An award-winning New Zealand home built in an ancient pohutukawa forest has featured on the BBC show The World's Most Extraordinary Homes.
The Piha home designed by husband and wife team Lance and Nicola Herbst at Herbst Architects won a stack of awards when it was built in 2011 but recently caught the eye of producers for the prestigious BBC show.
Hosts of the show - award-winning architect Piers Taylor and actress Caroline Quentin -
explore four houses from around the world built in forest locations.
The stunning house in Piha, west of Auckland, features alongside a basalt house in an ancient pine forest outside Madrid in Spain, a treehouse and a forest skyscraper in the Catskill Mountains in New York State.
The Piha house, known as "Under Pohutukawa", was built on land so thick with the mature tree that four had to be removed for the build.
The house impressed the show's hosts who described the wood-clad and glass-roofed house as "mimicking the branches of the surrounding trees".

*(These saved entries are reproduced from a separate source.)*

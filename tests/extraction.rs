//! End-to-end extraction runs against a mock API server

mod common;

use common::*;
use deviation_dl::{Extractor, Message, Target};
use futures::TryStreamExt;
use serde_json::json;
use tempfile::TempDir;

#[tokio::test]
async fn test_gallery_run_from_url() {
    let server = start_server("gallery-token").await;
    let config = config_for(&server);
    let api = client(&config).await;

    serve_page(
        &server,
        "gallery/all",
        0,
        listing((1..=10).map(|i| image(i, "painter")).collect(), Some(10)),
    )
    .await;
    serve_page(
        &server,
        "gallery/all",
        10,
        listing(
            vec![
                image(11, "painter"),
                journal(12, "painter", "Studio & Notes"),
            ],
            None,
        ),
    )
    .await;
    serve(
        &server,
        "deviation/content",
        json!({"html": "<p>Notes</p>", "css": null}),
    )
    .await;

    let extractor = Extractor::from_url(api, "https://painter.deviantart.com/gallery/").unwrap();
    let messages: Vec<Message> = extractor.items().try_collect().await.unwrap();

    // Version + one Directory + 12 Url messages
    assert_eq!(messages.len(), 14);
    assert!(matches!(messages[0], Message::Version { version: 1 }));
    assert!(matches!(messages[1], Message::Directory { .. }));

    let Message::Url { target, metadata } = &messages[12] else {
        panic!("expected Url message");
    };
    assert_eq!(
        target,
        &Target::Remote("https://orig.example/f/11/artwork_by_painter-d11.jpg".to_string())
    );
    assert_eq!(metadata.index, 11);

    let Message::Url { target, metadata } = &messages[13] else {
        panic!("expected Url message");
    };
    assert!(target.as_url().starts_with("text://"));
    assert!(target.as_url().contains("<title>Studio &amp; Notes</title>"));
    assert_eq!(metadata.extension.as_deref(), Some("htm"));

    assert_eq!(
        request_count(&server, &format!("{}/gallery/all", API_ROOT)).await,
        2
    );
}

#[tokio::test]
async fn test_messages_serialize_as_tagged_json() {
    let server = start_server("json-token").await;
    let config = config_for(&server);
    let api = client(&config).await;
    serve(&server, "gallery/all", listing(vec![image(3, "painter")], None)).await;

    let extractor = Extractor::from_url(api, "painter.deviantart.com").unwrap();
    let messages: Vec<Message> = extractor.items().try_collect().await.unwrap();
    let value = serde_json::to_value(&messages).unwrap();

    assert_eq!(value[0], json!({"type": "version", "version": 1}));
    assert_eq!(value[1]["type"], json!("directory"));
    assert_eq!(value[1]["metadata"]["author"]["username"], json!("painter"));
    assert_eq!(value[2]["type"], json!("url"));
    assert_eq!(value[2]["target"]["kind"], json!("remote"));
    assert_eq!(value[2]["metadata"]["target"]["filename"], json!("artwork_by_painter-d3.jpg"));
    assert!(value[2]["metadata"].get("stats").is_none());
}

#[tokio::test]
async fn test_token_store_survives_client_restart() {
    let temp_dir = TempDir::new().unwrap();
    let server = start_server("durable-token").await;
    let mut config = config_for(&server);
    config.token_cache.path = Some(temp_dir.path().join("tokens.db"));
    serve(&server, "deviation/DEV-1", image(1, "painter")).await;

    for _ in 0..2 {
        let api = client(&config).await;
        let deviation = api.deviation("DEV-1").await.unwrap();
        assert_eq!(deviation.deviationid, "DEV-1");
    }

    assert_eq!(request_count(&server, "/oauth2/token").await, 1);
}

#[tokio::test]
async fn test_clients_share_token_cache() {
    let server = start_server("shared-token").await;
    let config = config_for(&server);
    let first = client(&config).await;
    let second = deviation_dl::ApiClient::new(&config, first.tokens().clone()).unwrap();
    serve(&server, "deviation/DEV-2", image(2, "painter")).await;

    first.deviation("DEV-2").await.unwrap();
    second.deviation("DEV-2").await.unwrap();

    assert_eq!(request_count(&server, "/oauth2/token").await, 1);
}

#[tokio::test]
async fn test_invalid_reference_is_rejected() {
    let server = start_server("unused").await;
    let api = client(&config_for(&server)).await;

    let result = Extractor::from_url(api, "https://example.org/some/page");
    assert!(matches!(
        result,
        Err(deviation_dl::Error::InvalidReference(_))
    ));
}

"Its huge sliding glass walls open up completely to allow the surrounding forest to become an intrinsic part of the house itself."
The house features a pair of two-storeyed block structures which were designed to represent tree stumps in a nod to the trees that were removed.
Dark cedar cladding mimics the dark bark of the pohutukawa and lighter wood used on the interior looks like the centre of the tree.
The glass roof is supported by stunning "branches" of steel and timber.
As well as ticking the boxes for the BBC show the Piha house featured in numerous design publications throughout the world.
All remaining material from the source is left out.